* **Task directions**: Everything from the first line of the entries below through the line holding "use haggle_core::negotiation::discount::DiscountSchedule;" must be printed exactly as written.

[Start of Attachment]

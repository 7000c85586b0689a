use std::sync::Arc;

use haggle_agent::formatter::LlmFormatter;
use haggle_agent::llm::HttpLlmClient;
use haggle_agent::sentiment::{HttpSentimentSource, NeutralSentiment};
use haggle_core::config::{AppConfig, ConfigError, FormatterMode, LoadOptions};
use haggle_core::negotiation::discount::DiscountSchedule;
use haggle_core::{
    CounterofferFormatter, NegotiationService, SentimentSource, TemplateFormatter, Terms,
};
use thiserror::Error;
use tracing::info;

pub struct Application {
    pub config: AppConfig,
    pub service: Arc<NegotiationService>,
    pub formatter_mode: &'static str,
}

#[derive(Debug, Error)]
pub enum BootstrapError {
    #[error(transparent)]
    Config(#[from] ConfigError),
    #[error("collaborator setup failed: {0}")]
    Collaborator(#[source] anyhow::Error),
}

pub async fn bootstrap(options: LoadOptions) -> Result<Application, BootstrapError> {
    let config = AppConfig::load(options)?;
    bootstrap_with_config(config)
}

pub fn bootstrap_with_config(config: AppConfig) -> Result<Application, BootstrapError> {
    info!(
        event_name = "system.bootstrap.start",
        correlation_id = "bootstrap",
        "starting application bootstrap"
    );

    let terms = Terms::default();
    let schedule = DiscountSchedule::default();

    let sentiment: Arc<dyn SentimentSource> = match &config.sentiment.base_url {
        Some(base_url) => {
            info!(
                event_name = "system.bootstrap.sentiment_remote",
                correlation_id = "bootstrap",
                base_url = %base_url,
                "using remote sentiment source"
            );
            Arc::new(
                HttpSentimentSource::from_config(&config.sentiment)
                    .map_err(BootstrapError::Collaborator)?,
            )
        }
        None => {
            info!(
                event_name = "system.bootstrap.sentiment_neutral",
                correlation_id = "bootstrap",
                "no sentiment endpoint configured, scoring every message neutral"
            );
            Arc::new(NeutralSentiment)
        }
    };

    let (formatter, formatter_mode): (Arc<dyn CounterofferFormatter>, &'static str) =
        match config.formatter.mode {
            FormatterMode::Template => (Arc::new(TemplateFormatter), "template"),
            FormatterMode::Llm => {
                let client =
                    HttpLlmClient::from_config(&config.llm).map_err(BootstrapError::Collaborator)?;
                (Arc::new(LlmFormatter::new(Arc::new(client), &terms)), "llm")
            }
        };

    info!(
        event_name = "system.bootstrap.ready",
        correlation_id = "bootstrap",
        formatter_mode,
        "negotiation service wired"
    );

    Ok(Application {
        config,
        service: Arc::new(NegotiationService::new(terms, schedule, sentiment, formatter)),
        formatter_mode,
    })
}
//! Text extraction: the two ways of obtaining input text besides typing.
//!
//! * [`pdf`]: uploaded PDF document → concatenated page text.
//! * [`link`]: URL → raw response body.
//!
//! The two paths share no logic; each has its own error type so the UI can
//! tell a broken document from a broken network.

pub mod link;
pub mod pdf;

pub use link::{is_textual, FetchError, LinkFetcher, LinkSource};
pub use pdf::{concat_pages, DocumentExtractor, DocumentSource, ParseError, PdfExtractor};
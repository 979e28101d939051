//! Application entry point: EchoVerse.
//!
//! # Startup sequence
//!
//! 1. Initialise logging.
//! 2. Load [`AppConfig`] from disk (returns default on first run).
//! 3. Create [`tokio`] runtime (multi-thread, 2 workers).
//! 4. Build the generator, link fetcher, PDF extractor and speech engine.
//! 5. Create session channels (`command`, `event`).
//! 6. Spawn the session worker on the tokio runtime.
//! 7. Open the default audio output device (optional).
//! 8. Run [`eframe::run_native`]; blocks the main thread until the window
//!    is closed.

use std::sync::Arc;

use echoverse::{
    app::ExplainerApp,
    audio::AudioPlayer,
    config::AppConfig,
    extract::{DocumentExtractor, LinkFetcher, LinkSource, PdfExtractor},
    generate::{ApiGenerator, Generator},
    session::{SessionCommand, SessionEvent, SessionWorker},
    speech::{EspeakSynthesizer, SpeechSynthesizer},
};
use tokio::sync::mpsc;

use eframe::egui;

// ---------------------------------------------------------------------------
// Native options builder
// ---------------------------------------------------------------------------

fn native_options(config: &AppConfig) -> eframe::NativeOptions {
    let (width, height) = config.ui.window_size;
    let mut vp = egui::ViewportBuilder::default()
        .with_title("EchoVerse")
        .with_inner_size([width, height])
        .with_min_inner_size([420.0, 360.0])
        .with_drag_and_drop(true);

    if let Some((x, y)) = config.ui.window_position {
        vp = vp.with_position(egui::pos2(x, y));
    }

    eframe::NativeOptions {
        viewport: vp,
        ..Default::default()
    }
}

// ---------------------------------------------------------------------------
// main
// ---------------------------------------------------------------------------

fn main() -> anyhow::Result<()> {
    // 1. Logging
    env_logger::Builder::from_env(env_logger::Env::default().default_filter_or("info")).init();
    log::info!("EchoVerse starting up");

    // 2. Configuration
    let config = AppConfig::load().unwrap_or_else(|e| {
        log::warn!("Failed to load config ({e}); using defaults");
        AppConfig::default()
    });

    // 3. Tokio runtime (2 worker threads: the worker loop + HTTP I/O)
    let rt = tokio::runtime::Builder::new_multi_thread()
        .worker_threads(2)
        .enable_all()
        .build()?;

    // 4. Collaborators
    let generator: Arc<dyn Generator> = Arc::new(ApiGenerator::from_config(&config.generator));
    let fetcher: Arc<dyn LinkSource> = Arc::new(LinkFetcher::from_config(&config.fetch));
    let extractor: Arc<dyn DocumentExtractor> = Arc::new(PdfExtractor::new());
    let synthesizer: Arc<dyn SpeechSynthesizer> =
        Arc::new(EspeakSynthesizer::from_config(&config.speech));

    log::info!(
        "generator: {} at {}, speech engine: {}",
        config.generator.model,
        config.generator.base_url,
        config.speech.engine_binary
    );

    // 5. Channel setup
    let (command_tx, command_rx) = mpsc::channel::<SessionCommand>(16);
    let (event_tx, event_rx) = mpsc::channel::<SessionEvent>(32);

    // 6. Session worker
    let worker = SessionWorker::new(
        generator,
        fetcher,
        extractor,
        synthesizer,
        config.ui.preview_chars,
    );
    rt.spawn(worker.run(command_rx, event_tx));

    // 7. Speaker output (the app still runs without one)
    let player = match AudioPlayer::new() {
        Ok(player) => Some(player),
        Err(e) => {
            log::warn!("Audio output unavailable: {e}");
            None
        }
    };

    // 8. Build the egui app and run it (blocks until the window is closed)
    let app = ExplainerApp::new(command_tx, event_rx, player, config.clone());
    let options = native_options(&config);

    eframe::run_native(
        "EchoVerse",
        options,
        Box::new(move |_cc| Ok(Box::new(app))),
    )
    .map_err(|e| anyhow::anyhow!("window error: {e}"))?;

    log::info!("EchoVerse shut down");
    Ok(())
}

[End of Attachment]

* **Answer for the task**:
repository 7000c85586b0689a
use std::sync::Arc;

use haggle_agent::formatter::LlmFormatter;
use haggle_agent::llm::HttpLlmClient;
use haggle_agent::sentiment::{HttpSentimentSource, NeutralSentiment};
use haggle_core::config::{AppConfig, ConfigError, FormatterMode, LoadOptions};
use haggle_core::negotiation::discount::DiscountSchedule;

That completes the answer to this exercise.